慢性骨髄性白血病(CML)の原因とされる、フィラデルフィア染色体は、9番染色体に存在するABL遺伝子と、22番染色体に存在するBCR遺伝子が組み合わさりできた染色体で、BCR-ABL遺伝子が存在しています。BCR-ABL遺伝子は、白血病の細胞を増やせという命令を出します。

 

慢性骨髄性白血病(CML)で使用されるチロシンキナーゼ阻害薬

イマチニブ(グリベック):第1世代

ニロチニブ(タシグナ):第2世代

ポナチニブ(アイクルシグ):第3世代

世代が上がるに連れて、BCR-ABLチロシンキナーゼに親和性が高くなり、阻害作用が増加します。

 

1.「×」ニロチニブとテルミサルタンを併用しても問題がないので、テルミサルタンからアムロジピンへの変更を提案しなくてもよいと考えます。

テルミサルタン(ミカルディス):AT1受容体遮断薬(ARB)

アムロジピン(アムロジン・ノルバスク):Ca拮抗薬

 

 

2.「×」ニロチニブとプラバスタチンを併用しても問題がないので、プラバスタチンからシンバスタチンへの変更を提案しなくてもよいと考えます。
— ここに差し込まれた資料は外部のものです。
//! Process configuration read from the environment

use crate::telegram::TELEGRAM_API_URL;
use crate::weather::OPENWEATHER_API_URL;
use chrono::FixedOffset;
use std::time::Duration;
use thiserror::Error;

const DEFAULT_UTC_OFFSET_HOURS: i32 = 3;
const DEFAULT_FETCH_TIMEOUT_SECS: u64 = 10;
const DEFAULT_POLL_TIMEOUT_SECS: u64 = 30;

#[derive(Debug, Error, PartialEq, Eq)]
pub enum ConfigError {
    #[error("{0} must be set")]
    Missing(&'static str),
    #[error("{name} has invalid value \"{value}\": {reason}")]
    Invalid {
        name: &'static str,
        value: String,
        reason: &'static str,
    },
}

#[derive(Clone)]
pub struct BotConfig {
    pub telegram_token: String,
    pub openweather_api_key: String,
    pub telegram_api_url: String,
    pub openweather_base_url: String,
    /// Reference zone for day and period boundaries
    pub zone: FixedOffset,
    pub fetch_timeout: Duration,
    pub poll_timeout: Duration,
}

impl std::fmt::Debug for BotConfig {
    fn fmt(&self, f: &mut std::fmt::Formatter<'_>) -> std::fmt::Result {
        f.debug_struct("BotConfig")
            .field("telegram_token", &"<redacted>")
            .field("openweather_api_key", &"<redacted>")
            .field("telegram_api_url", &self.telegram_api_url)
            .field("openweather_base_url", &self.openweather_base_url)
            .field("zone", &self.zone)
            .field("fetch_timeout", &self.fetch_timeout)
            .field("poll_timeout", &self.poll_timeout)
            .finish()
    }
}

impl BotConfig {
    pub fn from_env() -> Result<Self, ConfigError> {
        Self::from_lookup(|name| std::env::var(name).ok())
    }

    /// Build from any variable source; blank values count as unset
    pub fn from_lookup(lookup: impl Fn(&str) -> Option<String>) -> Result<Self, ConfigError> {
        let get = |name: &str| {
            lookup(name)
                .map(|v| v.trim().to_string())
                .filter(|v| !v.is_empty())
        };
        let require = |name: &'static str| get(name).ok_or(ConfigError::Missing(name));

        let offset_hours = match get("FORECAST_UTC_OFFSET_HOURS") {
            Some(raw) => parse_offset_hours(&raw)?,
            None => DEFAULT_UTC_OFFSET_HOURS,
        };
        let zone = FixedOffset::east_opt(offset_hours * 3600).ok_or(ConfigError::Invalid {
            name: "FORECAST_UTC_OFFSET_HOURS",
            value: offset_hours.to_string(),
            reason: "not a valid UTC offset",
        })?;

        let fetch_timeout = match get("FETCH_TIMEOUT_SECS") {
            Some(raw) => parse_secs("FETCH_TIMEOUT_SECS", &raw, false)?,
            None => DEFAULT_FETCH_TIMEOUT_SECS,
        };
        let poll_timeout = match get("TELEGRAM_POLL_TIMEOUT_SECS") {
            Some(raw) => parse_secs("TELEGRAM_POLL_TIMEOUT_SECS", &raw, true)?,
            None => DEFAULT_POLL_TIMEOUT_SECS,
        };

        Ok(Self {
            telegram_token: require("TELEGRAM_BOT_TOKEN")?,
            openweather_api_key: require("OPENWEATHER_API_KEY")?,
            telegram_api_url: get("TELEGRAM_API_URL")
                .unwrap_or_else(|| TELEGRAM_API_URL.to_string()),
            openweather_base_url: get("OPENWEATHER_BASE_URL")
                .unwrap_or_else(|| OPENWEATHER_API_URL.to_string()),
            zone,
            fetch_timeout: Duration::from_secs(fetch_timeout),
            poll_timeout: Duration::from_secs(poll_timeout),
        })
    }
}

fn parse_offset_hours(raw: &str) -> Result<i32, ConfigError> {
    let invalid = |reason| ConfigError::Invalid {
        name: "FORECAST_UTC_OFFSET_HOURS",
        value: raw.to_string(),
        reason,
    };
    let hours: i32 = raw
        .trim_start_matches('+')
        .parse()
        .map_err(|_| invalid("expected whole hours"))?;
    if (-12..=14).contains(&hours) {
        Ok(hours)
    } else {
        Err(invalid("must be between -12 and 14"))
    }
}

fn parse_secs(name: &'static str, raw: &str, allow_zero: bool) -> Result<u64, ConfigError> {
    let invalid = |reason| ConfigError::Invalid {
        name,
        value: raw.to_string(),
        reason,
    };
    let secs: u64 = raw.parse().map_err(|_| invalid("expected whole seconds"))?;
    if secs == 0 && !allow_zero {
        return Err(invalid("must be greater than zero"));
    }
    Ok(secs)
}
プラバスタチン(メバロチン):HMG-CoA還元酵素阻害薬

シンバスタチン(リポバス):HMG-CoA還元酵素阻害薬

 

 

3.「〇」ニロチニブは、食後に服用すると吸収がよくなり、血中濃度が増加することがあります。食事の影響を避けるために、食事の1時間以上前or食後2時間以降に服用します。

 

 

4.「×」ニロチニブは、塩基性薬剤なので、胃内のpHが上昇すると溶解度が低下するため、吸収が低下します。そのため、ファモチジンからエソメプラゾールへの変更は提案しません。

ファモチジン(ガスター):H2受容体拮抗薬

エソメプラゾール(ネキシウム):プロトンポンプ阻害薬(PPI)

 

 

5.「〇」ニロチニブは、QT間隔の延長がおこることがあるので、投与前・投与中に適宜、心電図検査を行います。